## Collected data:

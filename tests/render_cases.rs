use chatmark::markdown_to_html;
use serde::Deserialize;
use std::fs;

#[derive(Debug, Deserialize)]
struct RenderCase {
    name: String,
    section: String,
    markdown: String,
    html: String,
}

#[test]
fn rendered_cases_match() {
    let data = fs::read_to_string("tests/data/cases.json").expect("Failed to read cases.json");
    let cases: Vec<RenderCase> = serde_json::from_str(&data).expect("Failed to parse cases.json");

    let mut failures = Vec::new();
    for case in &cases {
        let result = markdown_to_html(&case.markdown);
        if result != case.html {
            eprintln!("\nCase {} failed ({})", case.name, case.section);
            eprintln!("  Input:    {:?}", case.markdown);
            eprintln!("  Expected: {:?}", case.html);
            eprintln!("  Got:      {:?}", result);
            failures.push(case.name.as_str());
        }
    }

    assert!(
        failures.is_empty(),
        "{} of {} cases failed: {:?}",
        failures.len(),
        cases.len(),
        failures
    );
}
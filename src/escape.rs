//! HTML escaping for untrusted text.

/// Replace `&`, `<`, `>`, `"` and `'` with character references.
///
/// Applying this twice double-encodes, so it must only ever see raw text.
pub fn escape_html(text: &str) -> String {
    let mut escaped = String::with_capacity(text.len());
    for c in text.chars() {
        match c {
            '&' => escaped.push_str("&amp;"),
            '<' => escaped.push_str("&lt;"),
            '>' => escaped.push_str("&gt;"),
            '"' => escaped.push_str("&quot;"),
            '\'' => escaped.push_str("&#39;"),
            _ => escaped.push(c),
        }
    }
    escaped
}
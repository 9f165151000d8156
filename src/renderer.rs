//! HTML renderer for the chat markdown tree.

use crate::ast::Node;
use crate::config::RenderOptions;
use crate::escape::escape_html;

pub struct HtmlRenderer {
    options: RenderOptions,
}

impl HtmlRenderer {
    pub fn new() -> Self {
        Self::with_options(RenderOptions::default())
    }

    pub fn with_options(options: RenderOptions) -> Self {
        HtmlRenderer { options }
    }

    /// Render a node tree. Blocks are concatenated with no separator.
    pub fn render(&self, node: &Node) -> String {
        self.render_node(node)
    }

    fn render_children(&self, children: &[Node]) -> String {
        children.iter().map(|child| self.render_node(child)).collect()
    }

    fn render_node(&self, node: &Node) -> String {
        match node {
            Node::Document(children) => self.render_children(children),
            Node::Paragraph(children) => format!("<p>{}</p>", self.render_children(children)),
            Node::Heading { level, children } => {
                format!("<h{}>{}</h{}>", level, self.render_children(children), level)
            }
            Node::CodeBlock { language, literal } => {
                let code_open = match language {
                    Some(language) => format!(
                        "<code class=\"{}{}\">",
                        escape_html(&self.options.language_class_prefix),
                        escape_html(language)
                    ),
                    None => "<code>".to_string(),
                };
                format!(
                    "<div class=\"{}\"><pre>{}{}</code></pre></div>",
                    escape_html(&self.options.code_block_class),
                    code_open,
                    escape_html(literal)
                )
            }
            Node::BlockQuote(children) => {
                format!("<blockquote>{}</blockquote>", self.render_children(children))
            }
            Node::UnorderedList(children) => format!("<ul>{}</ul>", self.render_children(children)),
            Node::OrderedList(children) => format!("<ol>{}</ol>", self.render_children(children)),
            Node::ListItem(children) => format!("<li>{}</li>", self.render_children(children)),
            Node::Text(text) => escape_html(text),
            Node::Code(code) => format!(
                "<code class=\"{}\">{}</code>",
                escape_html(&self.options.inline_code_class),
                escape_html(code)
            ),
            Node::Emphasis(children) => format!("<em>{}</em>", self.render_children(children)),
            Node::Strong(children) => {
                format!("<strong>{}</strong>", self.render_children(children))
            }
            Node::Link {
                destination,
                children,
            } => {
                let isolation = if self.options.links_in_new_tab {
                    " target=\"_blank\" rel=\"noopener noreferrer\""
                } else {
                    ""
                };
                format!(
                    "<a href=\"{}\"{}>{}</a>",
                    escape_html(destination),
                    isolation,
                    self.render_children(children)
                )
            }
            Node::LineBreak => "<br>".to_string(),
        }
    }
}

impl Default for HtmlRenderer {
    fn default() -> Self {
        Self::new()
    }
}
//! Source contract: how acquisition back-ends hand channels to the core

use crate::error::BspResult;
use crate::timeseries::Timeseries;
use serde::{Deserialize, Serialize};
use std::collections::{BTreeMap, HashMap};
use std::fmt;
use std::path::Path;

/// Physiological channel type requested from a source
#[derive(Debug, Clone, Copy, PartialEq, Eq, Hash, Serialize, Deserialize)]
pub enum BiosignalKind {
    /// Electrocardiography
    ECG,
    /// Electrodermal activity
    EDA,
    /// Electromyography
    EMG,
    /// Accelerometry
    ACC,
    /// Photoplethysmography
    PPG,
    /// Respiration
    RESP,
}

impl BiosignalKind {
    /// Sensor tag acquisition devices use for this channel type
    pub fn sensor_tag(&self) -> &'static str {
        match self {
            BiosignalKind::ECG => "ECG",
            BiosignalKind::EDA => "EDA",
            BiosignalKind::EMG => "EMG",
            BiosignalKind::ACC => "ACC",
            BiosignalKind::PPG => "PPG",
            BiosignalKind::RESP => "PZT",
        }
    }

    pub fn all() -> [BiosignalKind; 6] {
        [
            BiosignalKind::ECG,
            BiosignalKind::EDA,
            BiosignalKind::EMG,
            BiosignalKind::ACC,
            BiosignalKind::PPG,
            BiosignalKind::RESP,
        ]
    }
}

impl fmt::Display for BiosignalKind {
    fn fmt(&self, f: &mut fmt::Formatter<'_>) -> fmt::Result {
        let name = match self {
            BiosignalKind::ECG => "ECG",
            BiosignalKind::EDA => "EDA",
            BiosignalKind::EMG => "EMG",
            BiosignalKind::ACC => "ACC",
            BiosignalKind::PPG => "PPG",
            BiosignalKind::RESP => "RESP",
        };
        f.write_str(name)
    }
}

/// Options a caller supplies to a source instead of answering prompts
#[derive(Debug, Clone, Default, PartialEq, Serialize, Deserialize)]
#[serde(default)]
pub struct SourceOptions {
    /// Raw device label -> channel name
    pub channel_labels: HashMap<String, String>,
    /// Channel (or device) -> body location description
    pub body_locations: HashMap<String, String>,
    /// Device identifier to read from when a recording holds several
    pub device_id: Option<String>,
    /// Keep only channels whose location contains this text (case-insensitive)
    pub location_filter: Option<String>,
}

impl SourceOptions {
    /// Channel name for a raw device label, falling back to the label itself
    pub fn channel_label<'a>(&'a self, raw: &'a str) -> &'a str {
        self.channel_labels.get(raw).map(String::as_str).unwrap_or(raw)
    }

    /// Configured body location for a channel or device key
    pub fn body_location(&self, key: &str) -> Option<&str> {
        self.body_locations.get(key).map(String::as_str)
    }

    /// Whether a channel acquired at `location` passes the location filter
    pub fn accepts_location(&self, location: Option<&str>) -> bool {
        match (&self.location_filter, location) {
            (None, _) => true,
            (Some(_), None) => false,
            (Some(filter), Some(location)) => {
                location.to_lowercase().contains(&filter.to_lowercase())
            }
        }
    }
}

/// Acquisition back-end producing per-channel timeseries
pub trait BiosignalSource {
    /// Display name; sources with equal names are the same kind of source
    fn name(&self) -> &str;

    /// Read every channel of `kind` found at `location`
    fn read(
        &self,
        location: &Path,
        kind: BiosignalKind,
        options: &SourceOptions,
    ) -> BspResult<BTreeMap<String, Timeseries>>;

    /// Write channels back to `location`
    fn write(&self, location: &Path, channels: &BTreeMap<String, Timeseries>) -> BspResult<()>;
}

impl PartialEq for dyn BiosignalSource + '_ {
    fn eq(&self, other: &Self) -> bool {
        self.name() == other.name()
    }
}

## What is being asked:
Search the data for the string "literal" and copy out every line where it is found.

## Task result:
            Node::CodeBlock { language, literal } => {
                    escape_html(literal)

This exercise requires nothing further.